Miscellanées d’odeurs

Marie Tijou, Éléphante, 29,7 x 21 cm, 2013. Dessin de la couverture du numéro 129 consacré aux odeurs (Juillet, août, septembre 2020).

La Maison des Glycines

«On tombe dans ce livre sans pouvoir en remonter, ça m’est arrivé hier, et pourtant je ne suis pas de ce territoire, je ne connais pas ces noms, encore moins ces paysages et ces histoires.» François Bon parle du livre de Serge Airoldi, Adour. Histoire d’un fleuve. Un grand livre qui fourmille de sensations, de portraits, d’histoires, de paysages. À Mées, près de Dax, il rencontre Michel Caup chez lui, dans la «Maison des Glycines» où vécut le poète Émile Despax (1881–1915). C’est le titre du recueil de poésie paru en 1906 dont voici un extrait cité par Serge Airoldi.

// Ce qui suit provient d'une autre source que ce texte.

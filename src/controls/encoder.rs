//! Rotary encoder step accumulation.

use crate::config::{ENCODER_PULSES_PER_STEP, ENCODER_SPEED_MULTIPLY};

/// Turns an absolute pulse count into step deltas.
///
/// Pulses that do not make up a whole step are carried over to the next
/// update, so slow turning is never lost.
#[derive(Clone, Debug)]
pub struct EncoderDelta {
    speed_multiply: i32,
    pulses_per_step: i32,
    offset: i32,
}

impl EncoderDelta {
    /// A zero `speed_multiply` or `pulses_per_step` is treated as 1. A
    /// negative `speed_multiply` reverses the direction.
    pub const fn new(speed_multiply: i8, pulses_per_step: u8) -> Self {
        Self {
            speed_multiply: if speed_multiply == 0 {
                1
            } else {
                speed_multiply as i32
            },
            pulses_per_step: if pulses_per_step == 0 {
                1
            } else {
                pulses_per_step as i32
            },
            offset: 0,
        }
    }

    /// Steps since the last reported delta, or `None` when the encoder has
    /// not moved a whole step.
    pub fn update(&mut self, position: i32) -> Option<i32> {
        let delta = position.wrapping_sub(self.offset) * self.speed_multiply / self.pulses_per_step;
        if delta == 0 {
            return None;
        }
        self.offset = self
            .offset
            .wrapping_add(delta * self.pulses_per_step / self.speed_multiply);
        Some(delta)
    }
}

impl Default for EncoderDelta {
    fn default() -> Self {
        Self::new(ENCODER_SPEED_MULTIPLY, ENCODER_PULSES_PER_STEP)
    }
}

La pente du jardin coule vers le ruisseau ;
Sous un dernier rayon le sable craque et brille.
Entends dans le chemin ces voix de jeunes filles.
Le puits grince en un bruit de chaînes et de seaux.
Les bois mouillés avaient comme une odeur de cèpes ;
Ils sentaient à la fois l’automne et le printemps.
Le tilleul tiède est plein d’une ombre mauve. Entends
Le cytise qu’emplit le murmure des guêpes.

Par le chemin des champs nous sommes revenus
Vers le troëne en fleurs, la vigne et les glycines ;
Nous avons écouté, près des berges voisines,
Le cri des gabarriers qui rament d’un bras nu.
Les bois ont étagé leurs masses violettes,
Car la teinte des pins se trouble et se confond
Avec les bruits menus des aiguilles, qui font
Que le soir énervant, en s’endormant, halète.

Que je l’aime, la paix grave de ta maison
Mon cœur loin de la mort, ton cœur loin de la vie,
À sa bonté profonde, en rêvant, se confient.
Est-ce le train ? Est-ce la mer, à l’horizon ?

Est-ce la mer ? Est-ce le train ? Silence. Écoute.
Vois monter, de l’Adour, le retour des troupeaux.
Prends cette lampe ; écarte avec soin ces rideaux.
Silence. On n’entend plus les chansons de la route.

Crois-moi. Souris. Nous n’aurons pas perdu ce jour
Et, si quelque ombre au fond de notre cœur persiste,
C’est qu’aux cœurs les mieux faits il est doux d’être triste
Dans le désir ou dans le regret de l’amour.
Les roses du jardin s’ouvrent à la rosée ;
Un désir de fraîcheur me caresse et me mord.
Vois trembler cette étoile et vois cette autre encor
Soyons sages. Fermons à l’air chaud la croisée.

Crains le parfum trop lourd de cet acacia
Et regardons venir, riant, cassant les branches,
Giflant les rosiers fous qui la mordent aux hanches,
Les bras chargés de fleurs et de fruits, Lucia.

Adour, de Serge Airodi, préface de Jean-Paul Kauffmann, éd. L’Éveilleur, 2017, pp. 214–215.

Ces extraits littéraires sont proposés en supplément du numéro d’été de la revue (n° 129) qui évoque les odeurs, des neurosciences à l’histoire.